Asse II ist nicht das einzige Atommüll-Lager in Deutschland und Europa. Dass zwangsläufig ganze Landstriche, Flüsse und sogar das Meer radioaktiv verseucht werden, wurde auch woanders hingenommen. Auch Gorleben ist eine höchst problematische Lagerstätte – ein Salzbergwerk, in das ebenfalls Wasser eindringt. Morsleben, das DDR-„Endlager“, wurde von der damaligen Umweltministerin Angela Merkel – entgegen vielen Bedenken bezüglich der Sicherheit – weiter genehmigt. Es soll erst jetzt endlich geschlossen werden.

Früher wurde der deutsche Atommüll in den Wiederaufbereitungsanlagen Sellafield in Großbritannien und in La Hague an der französischen Atlantikküste gelagert. Seit dem beschlossenen Atomausstieg wird er nach Gorleben transportiert und dort eingelagert.

Atomkraftgegner, die durch Schienenblockaden und andere Aktionen zivilen Ungehorsams die Transporte der Castorbehälter verhindern wollen, werden kriminalisiert.

Seitdem es die Atom-Technologie gibt, wird die entscheidende Frage nicht beantwortet: Wohin mit dem Nuklearmüll? Fieberhaft sucht man jetzt nach einer Lösung. Aber die ist nicht in Sicht.

Der Skandal Asse II offenbart die desaströse, kurzsichtig auf Profit ausgerichtete Energiepolitik in Deutschland und überall dort, wo diese verantwortungslose Technologie gefördert wird. Atomkraft ist nicht nur „riskant“, sondern führt mit Sicherheit früher oder später in die Katastrophe. Tschernobyl lässt grüßen!

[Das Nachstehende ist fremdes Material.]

//! Pair scheduler module - random pairing and elimination
//!
//! Owns the shuffled working queue and decides which two images are
//! compared next, until fewer than two images remain in the folder.

use std::fmt;

use rand::rngs::StdRng;
use rand::seq::SliceRandom;
use rand::SeedableRng;

use crate::file_ops::StorageError;

/// Identifier for a candidate image within the session folder (its file name).
#[derive(Debug, Clone, PartialEq, Eq, PartialOrd, Ord, Hash)]
pub struct ImageId(String);

impl ImageId {
    pub fn new(name: impl Into<String>) -> Self {
        Self(name.into())
    }

    pub fn as_str(&self) -> &str {
        &self.0
    }
}

impl fmt::Display for ImageId {
    fn fmt(&self, f: &mut fmt::Formatter<'_>) -> fmt::Result {
        f.write_str(&self.0)
    }
}

/// The user's verdict on the pair currently on screen.
#[derive(Debug, Clone, Copy, PartialEq, Eq)]
pub enum Decision {
    KeepBoth,
    DiscardLeft,
    DiscardRight,
    DiscardBoth,
}

/// What the scheduler wants shown next.
#[derive(Debug, Clone, PartialEq, Eq)]
pub enum NextPair {
    /// A normal comparison; a decision is expected back.
    Pair(ImageId, ImageId),
    /// Exactly two images are left. Informational, no decision expected.
    FinalPair(ImageId, ImageId),
    /// A single image survived the session.
    Remainder(ImageId),
    /// Nothing left to compare.
    Ended,
}

#[derive(Debug, Clone, Copy, PartialEq, Eq)]
enum SessionPhase {
    Active,
    FinalPair,
    Ended,
}

/// Storage backing a comparison session.
///
/// The file system is the single point of truth; the scheduler re-reads
/// the listing instead of trusting its own bookkeeping.
pub trait ImageStore {
    /// Current listing of eligible images, freshly read.
    fn list_eligible(&self) -> Result<Vec<ImageId>, StorageError>;

    /// Durably remove an image from all future listings.
    fn discard(&mut self, id: &ImageId) -> Result<(), StorageError>;
}

/// Random pairing / elimination scheduler.
///
/// Each round shuffles the full current listing into a working queue and
/// drains it two at a time, so every eligible image is shown exactly once
/// per round. With an odd count the leftover image simply lands in the
/// next round's shuffle, because a rebuild always starts from a fresh
/// listing. Sessions move `Active -> FinalPair -> Ended` and never back.
pub struct PairScheduler {
    working_queue: Vec<ImageId>,
    round: u32,
    phase: SessionPhase,
    rng: StdRng,
}

impl Default for PairScheduler {
    fn default() -> Self {
        Self::new()
    }
}

impl PairScheduler {
    pub fn new() -> Self {
        Self::with_rng(StdRng::from_entropy())
    }

    /// Seeded constructor for deterministic tests.
    #[cfg(test)]
    fn seeded(seed: u64) -> Self {
        Self::with_rng(StdRng::seed_from_u64(seed))
    }

    fn with_rng(rng: StdRng) -> Self {
        Self {
            working_queue: Vec::new(),
            round: 0,
            phase: SessionPhase::Active,
            rng,
        }
    }

    /// Number of the round currently being drained. Starts at 1 once the
    /// first pair has been drawn.
    pub fn round(&self) -> u32 {
        self.round
    }

    pub fn is_ended(&self) -> bool {
        self.phase == SessionPhase::Ended
    }

    /// Decide what to show next, re-reading the listing from `store`.
    pub fn next_pair<S: ImageStore>(&mut self, store: &S) -> Result<NextPair, StorageError> {
        match self.phase {
            SessionPhase::Active => {}
            // The final pair is displayed exactly once; any further call
            // closes the session.
            SessionPhase::FinalPair | SessionPhase::Ended => {
                self.phase = SessionPhase::Ended;
                return Ok(NextPair::Ended);
            }
        }

        let mut listing = store.list_eligible()?;

        match listing.len() {
            0 => {
                self.phase = SessionPhase::Ended;
                Ok(NextPair::Ended)
            }
            1 => {
                self.phase = SessionPhase::Ended;
                Ok(NextPair::Remainder(listing.remove(0)))
            }
            2 => {
                self.phase = SessionPhase::FinalPair;
                let right = listing.remove(1);
                let left = listing.remove(0);
                Ok(NextPair::FinalPair(left, right))
            }
            _ => {
                if self.working_queue.len() < 2 {
                    listing.shuffle(&mut self.rng);
                    self.working_queue = listing;
                    self.round += 1;
                    log::info!("Round {}", self.round);
                }
                let left = self.working_queue.remove(0);
                let right = self.working_queue.remove(0);
                Ok(NextPair::Pair(left, right))
            }
        }
    }

    /// Apply the user's decision on the pair just shown.
    ///
    /// Storage failures propagate unchanged; the scheduler never retries
    /// or undoes a discard, the caller ends the session instead.
    pub fn apply_decision<S: ImageStore>(
        &mut self,
        store: &mut S,
        left: &ImageId,
        right: &ImageId,
        decision: Decision,
    ) -> Result<(), StorageError> {
        let targets = match decision {
            Decision::KeepBoth => vec![],
            Decision::DiscardLeft => vec![left.clone()],
            Decision::DiscardRight => vec![right.clone()],
            Decision::DiscardBoth => vec![left.clone(), right.clone()],
        };

        for id in &targets {
            store.discard(id)?;
            // A discarded id must never resurface from the queue.
            self.working_queue.retain(|queued| queued != id);
        }

        Ok(())
    }
}

#[cfg(test)]
mod tests {
    use super::*;
    use std::collections::BTreeSet;

    struct MemStore {
        images: Vec<ImageId>,
        fail_discard: bool,
    }

    impl MemStore {
        fn new(names: &[&str]) -> Self {
            Self {
                images: names.iter().map(|n| ImageId::new(*n)).collect(),
                fail_discard: false,
            }
        }

        fn names(&self) -> BTreeSet<String> {
            self.images.iter().map(|id| id.as_str().to_string()).collect()
        }
    }

    impl ImageStore for MemStore {
        fn list_eligible(&self) -> Result<Vec<ImageId>, StorageError> {
            Ok(self.images.clone())
        }

        fn discard(&mut self, id: &ImageId) -> Result<(), StorageError> {
            if self.fail_discard {
                return Err(StorageError::Conflict {
                    name: id.to_string(),
                    existing: 1,
                    incoming: 2,
                });
            }
            self.images.retain(|img| img != id);
            Ok(())
        }
    }

    fn expect_pair(scheduler: &mut PairScheduler, store: &MemStore) -> (ImageId, ImageId) {
        match scheduler.next_pair(store).unwrap() {
            NextPair::Pair(left, right) => (left, right),
            other => panic!("expected a pair, got {:?}", other),
        }
    }

    #[test]
    fn one_round_shows_every_image_exactly_once() {
        let store = MemStore::new(&["a.png", "b.png", "c.png", "d.png", "e.png", "f.png"]);
        let mut scheduler = PairScheduler::seeded(7);

        let mut seen = Vec::new();
        for _ in 0..3 {
            let (left, right) = expect_pair(&mut scheduler, &store);
            seen.push(left);
            seen.push(right);
        }

        assert_eq!(scheduler.round(), 1);
        let unique: BTreeSet<_> = seen.iter().map(|id| id.as_str()).collect();
        assert_eq!(unique.len(), 6);

        // The queue is empty now, so the next draw starts round two.
        expect_pair(&mut scheduler, &store);
        assert_eq!(scheduler.round(), 2);
    }

    #[test]
    fn never_pairs_an_image_with_itself() {
        let store = MemStore::new(&["a.png", "b.png", "c.png", "d.png", "e.png"]);
        let mut scheduler = PairScheduler::seeded(42);

        for _ in 0..50 {
            let (left, right) = expect_pair(&mut scheduler, &store);
            assert_ne!(left, right);
        }
    }

    #[test]
    fn odd_leftover_carries_into_the_next_round() {
        let store = MemStore::new(&["a.png", "b.png", "c.png", "d.png", "e.png"]);
        let mut scheduler = PairScheduler::seeded(3);

        expect_pair(&mut scheduler, &store);
        expect_pair(&mut scheduler, &store);
        assert_eq!(scheduler.round(), 1);

        // Only one id is left in the queue, so the third draw reshuffles
        // the full current listing.
        expect_pair(&mut scheduler, &store);
        assert_eq!(scheduler.round(), 2);
    }

    #[test]
    fn discarded_images_never_reappear() {
        let mut store = MemStore::new(&["a.png", "b.png", "c.png", "d.png", "e.png", "f.png"]);
        let mut scheduler = PairScheduler::seeded(11);
        let mut discarded: BTreeSet<String> = BTreeSet::new();

        loop {
            match scheduler.next_pair(&store).unwrap() {
                NextPair::Pair(left, right) => {
                    assert!(!discarded.contains(left.as_str()));
                    assert!(!discarded.contains(right.as_str()));
                    let before = store.images.len();
                    scheduler
                        .apply_decision(&mut store, &left, &right, Decision::DiscardLeft)
                        .unwrap();
                    assert_eq!(store.images.len(), before - 1);
                    discarded.insert(left.as_str().to_string());
                }
                NextPair::FinalPair(left, right) => {
                    assert!(!discarded.contains(left.as_str()));
                    assert!(!discarded.contains(right.as_str()));
                }
                NextPair::Remainder(id) => {
                    assert!(!discarded.contains(id.as_str()));
                }
                NextPair::Ended => break,
            }
        }
    }

    #[test]
    fn discard_both_terminates_within_bounds() {
        let mut store = MemStore::new(&["a", "b", "c", "d", "e", "f", "g", "h", "i"]);
        let mut scheduler = PairScheduler::seeded(5);
        let mut steps = 0;

        loop {
            steps += 1;
            assert!(steps <= 9, "session did not terminate within N steps");
            match scheduler.next_pair(&store).unwrap() {
                NextPair::Pair(left, right) => {
                    scheduler
                        .apply_decision(&mut store, &left, &right, Decision::DiscardBoth)
                        .unwrap();
                }
                NextPair::Ended => break,
                _ => {}
            }
        }

        assert!(scheduler.is_ended());
    }

    #[test]
    fn two_images_surface_as_the_final_pair_then_end() {
        let store = MemStore::new(&["a.png", "b.png"]);
        let mut scheduler = PairScheduler::seeded(1);

        match scheduler.next_pair(&store).unwrap() {
            NextPair::FinalPair(left, right) => {
                assert_eq!(left.as_str(), "a.png");
                assert_eq!(right.as_str(), "b.png");
            }
            other => panic!("expected the final pair, got {:?}", other),
        }
        assert!(!scheduler.is_ended());

        assert_eq!(scheduler.next_pair(&store).unwrap(), NextPair::Ended);
        assert!(scheduler.is_ended());
        assert_eq!(scheduler.next_pair(&store).unwrap(), NextPair::Ended);
    }

    #[test]
    fn reaching_two_mid_session_ends_with_the_survivors() {
        let mut store = MemStore::new(&["a.png", "b.png", "c.png", "d.png"]);
        let mut scheduler = PairScheduler::seeded(9);

        let (left, right) = expect_pair(&mut scheduler, &store);
        scheduler
            .apply_decision(&mut store, &left, &right, Decision::DiscardBoth)
            .unwrap();

        match scheduler.next_pair(&store).unwrap() {
            NextPair::FinalPair(a, b) => {
                let survivors: BTreeSet<_> =
                    [a.as_str().to_string(), b.as_str().to_string()].into();
                assert_eq!(survivors, store.names());
            }
            other => panic!("expected the final pair, got {:?}", other),
        }
    }

    #[test]
    fn single_image_surfaces_as_remainder() {
        let store = MemStore::new(&["last.png"]);
        let mut scheduler = PairScheduler::seeded(1);

        assert_eq!(
            scheduler.next_pair(&store).unwrap(),
            NextPair::Remainder(ImageId::new("last.png"))
        );
        assert!(scheduler.is_ended());
    }

    #[test]
    fn empty_store_ends_immediately() {
        let store = MemStore::new(&[]);
        let mut scheduler = PairScheduler::seeded(1);

        assert_eq!(scheduler.next_pair(&store).unwrap(), NextPair::Ended);
        assert!(scheduler.is_ended());
    }

    #[test]
    fn keep_both_discards_nothing() {
        let mut store = MemStore::new(&["a.png", "b.png", "c.png", "d.png"]);
        let mut scheduler = PairScheduler::seeded(2);

        let (left, right) = expect_pair(&mut scheduler, &store);
        scheduler
            .apply_decision(&mut store, &left, &right, Decision::KeepBoth)
            .unwrap();

        assert_eq!(store.images.len(), 4);
    }

    #[test]
    fn decisions_map_to_the_right_sides() {
        let mut store = MemStore::new(&["a.png", "b.png", "c.png", "d.png", "e.png"]);
        let mut scheduler = PairScheduler::seeded(6);

        let (left, right) = expect_pair(&mut scheduler, &store);
        scheduler
            .apply_decision(&mut store, &left, &right, Decision::DiscardLeft)
            .unwrap();
        assert!(!store.images.contains(&left));
        assert!(store.images.contains(&right));

        let (left, right) = expect_pair(&mut scheduler, &store);
        scheduler
            .apply_decision(&mut store, &left, &right, Decision::DiscardRight)
            .unwrap();
        assert!(store.images.contains(&left));
        assert!(!store.images.contains(&right));
    }

    #[test]
    fn queued_ids_are_purged_when_discarded() {
        let mut store = MemStore::new(&["a.png", "b.png", "c.png", "d.png", "e.png", "f.png"]);
        let mut scheduler = PairScheduler::seeded(13);

        let (first, second) = expect_pair(&mut scheduler, &store);
        let mut queued: Vec<ImageId> = store
            .images
            .iter()
            .filter(|id| **id != first && **id != second)
            .cloned()
            .collect();
        let z = queued.remove(0);
        let w = queued.remove(0);

        // Discard two images that are still waiting in the queue.
        scheduler
            .apply_decision(&mut store, &z, &w, Decision::DiscardBoth)
            .unwrap();

        // Still round one: the queue keeps the two untouched survivors.
        let (third, fourth) = expect_pair(&mut scheduler, &store);
        assert_eq!(scheduler.round(), 1);
        let drawn: BTreeSet<_> = [third.clone(), fourth.clone()].into();
        let expected: BTreeSet<_> = queued.into_iter().collect();
        assert_eq!(drawn, expected);
    }

    #[test]
    fn storage_failures_propagate() {
        let mut store = MemStore::new(&["a.png", "b.png", "c.png"]);
        store.fail_discard = true;
        let mut scheduler = PairScheduler::seeded(4);

        let (left, right) = expect_pair(&mut scheduler, &store);
        let err = scheduler
            .apply_decision(&mut store, &left, &right, Decision::DiscardLeft)
            .unwrap_err();
        assert!(matches!(err, StorageError::Conflict { .. }));
    }
}
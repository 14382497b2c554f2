//! Scanner module - folder listing and eligibility filtering
//!
//! Reads the session folder and reports which images are still in play.

use std::path::{Path, PathBuf};

use walkdir::WalkDir;

use crate::file_ops::StorageError;
use crate::scheduler::ImageId;

/// Name of the subdirectory receiving discarded images.
pub const DISCARD_DIR_NAME: &str = "discarded";

/// Per-session settings shared by the listing and discard operations.
#[derive(Debug, Clone)]
pub struct SessionConfig {
    pub folder: PathBuf,
    /// Supported file extensions, lowercase without the dot.
    pub extensions: Vec<String>,
}

impl SessionConfig {
    pub fn new(folder: PathBuf) -> Self {
        Self {
            folder,
            extensions: vec!["png".into(), "jpg".into(), "jpeg".into()],
        }
    }

    /// Where discarded images end up.
    pub fn discard_dir(&self) -> PathBuf {
        self.folder.join(DISCARD_DIR_NAME)
    }

    fn matches_extension(&self, path: &Path) -> bool {
        path.extension()
            .and_then(|ext| ext.to_str())
            .map(|ext| {
                let ext = ext.to_lowercase();
                self.extensions.iter().any(|supported| *supported == ext)
            })
            .unwrap_or(false)
    }
}

/// List the images currently eligible for comparison, sorted by name.
///
/// Only direct children of the session folder count, so the discard
/// subdirectory is never traversed.
pub fn list_eligible_images(config: &SessionConfig) -> Result<Vec<ImageId>, StorageError> {
    let mut images = Vec::new();

    let walker = WalkDir::new(&config.folder)
        .min_depth(1)
        .max_depth(1)
        .follow_links(false);

    for entry in walker {
        let entry = entry.map_err(|e| StorageError::ListFolder {
            path: config.folder.clone(),
            source: e.into(),
        })?;

        if !entry.file_type().is_file() {
            continue;
        }
        if !config.matches_extension(entry.path()) {
            continue;
        }

        let name = entry.file_name().to_string_lossy().to_string();
        images.push(ImageId::new(name));
    }

    images.sort();
    Ok(images)
}
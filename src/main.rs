//! PairCull - side-by-side image comparison and culling
//!
//! Shows two random images from a folder at a time and moves the ones
//! the user rejects into a discard subfolder, until fewer than two
//! images remain.

#![cfg_attr(not(debug_assertions), windows_subsystem = "windows")]

mod app;
mod file_ops;
mod scanner;
mod scheduler;

use std::path::PathBuf;

use clap::Parser;

use app::PairCullApp;
use scanner::SessionConfig;

/// Compare images two at a time and move rejects to a discard folder.
#[derive(Parser, Debug)]
#[command(name = "PairCull", version, about)]
struct Cli {
    /// Folder holding the images to compare; defaults to the working directory
    folder: Option<PathBuf>,
}

fn main() -> eframe::Result<()> {
    env_logger::Builder::new()
        .filter_level(log::LevelFilter::Info)
        .parse_default_env()
        .init();

    let cli = Cli::parse();
    let folder = cli.folder.unwrap_or_else(|| PathBuf::from("."));

    log::info!("Welcome to PairCull!");
    log::info!("W or UP to keep both images");
    log::info!("A or LEFT to discard the left image");
    log::info!("D or RIGHT to discard the right image");
    log::info!("S or DOWN to discard both images");

    let options = eframe::NativeOptions {
        viewport: eframe::egui::ViewportBuilder::default()
            .with_inner_size([1280.0, 800.0])
            .with_min_inner_size([600.0, 400.0])
            .with_maximized(true)
            .with_title("PairCull"),
        ..Default::default()
    };

    let config = SessionConfig::new(folder);
    eframe::run_native(
        "PairCull",
        options,
        Box::new(|cc| Ok(Box::new(PairCullApp::new(cc, config)))),
    )
}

Wo bleibt Vater Staats Sorge um die Gesundheit seiner Bürgerinnen und Bürger, wenn es um Atommüll geht? Nichtraucherschutz ist wichtig, aber was werden hier für Prioritäten gesetzt? Krebs wird auch durch Plutonium und Cäsium verursacht!

Aktueller Stand: Man schaut sich nach sicheren Endlagern um, die eine Million Jahre halten sollen. Aber es gibt für eine solche Zeitspanne keine Garantie dafür, dass eine Region von Erdbeben, Erdverschiebungen oder Vulkanismus verschont bleibt.

„Nach uns die Sintflut“ ist offenbar das Credo der politisch Verantwortlichen!